The essence of the hypertrail is its non-linearity. In this context it may be defined as hypermedia. Hypermedia systems are non-linear and non-sequential. In practice this means that the user does not have to proceed through an application in a set manner - screen A,, then screen B, then screen C, etc - as would be appropriate in a tutorial or a demonstration, but instead has the freedom to roam around within the application, to move from node to node via semantic links. For example, in a hypermedia tutorial I recently developed in collaboration with a lecturer in Hispanic Studies on the subject of the Spanish Civil War, the student may click on a hypertext reference to Largo Caballero, a prominent socialist politician of the time, which lead to a biographical page containing his photograph and a recording of a speech by him as well as a textual description, which in turn contains hypertext references to his party which can be followed to a description of the party, which contains references to prominent figures which can also be followed, and so on. This can lead the student to investigate other related, but perhaps tangential topics in a way which would be very difficult in a linear system, such as a tutorial or a book.

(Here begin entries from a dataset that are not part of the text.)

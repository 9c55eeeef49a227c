use serde::Deserialize;

/// One item of `/node/{id}`, or the body of `/{hash}`. Only the fields
/// stored in their own columns are read here; the receipt itself is kept
/// as returned.
#[derive(Debug, Clone, Deserialize)]
pub struct MintingReceiptResponse {
    pub hash: String,
    pub receipt: ReceiptBody,
}

#[derive(Debug, Clone, Deserialize)]
pub enum ReceiptBody {
    Minting(MintingBody),
    Fixup(FixupBody),
}

#[derive(Debug, Clone, Deserialize)]
pub struct MintingBody {
    pub node_id: u32,
    pub period: ReceiptPeriod,
    pub measured_uptime: Option<u64>,
    pub reward: Option<Reward>,
}

/// Issued when a minting run is corrected. It links the receipt that was
/// minted to the one with the correct values; both live in the same period.
#[derive(Debug, Clone, Deserialize)]
pub struct FixupBody {
    pub node_id: u32,
    pub period: ReceiptPeriod,
    pub minted_receipt: String,
    pub correct_receipt: String,
}

#[derive(Debug, Clone, Copy, Deserialize)]
pub struct ReceiptPeriod {
    pub start: i64,
    pub end: i64,
}

#[derive(Debug, Clone, Deserialize)]
pub struct Reward {
    pub tft: Option<u64>,
}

A hyperpath is an example of a multimedia education system. Whilst the terms multimedia and hypermedia are often used interchangeably there is a conceptual difference between the two. Multimedia refers to the integration of two or more different information media within a computer system. These media can include text, images, audio, video, and animation, and in the medium-term future we can expect tactile media from the VR world, such as datagloves and spaceballs. Hypermedia is the extension of the hypertext paradigm to multimedia. Hypertext systems consist of nodes, holding textual information, and links, which represent semantic associations between the nodes and could be thought of as cross-references. The links are created by the author of the system, and in most cases the user is free to follow links in a non-linear fashion. In hypermedia the nodes of information may be any medium, not just text. Whilst all hypermedia systems are of necessity multimedia, not all multimedia systems are hypermedia.

Flixton is very rich in historical events, which unlike the other nine parishes have greatly changed the appearance and human activities wich now characterise the village. The Flixton Hypertrail is an experiment in learning which starts with a set of nodes representing the major historical and visual starters.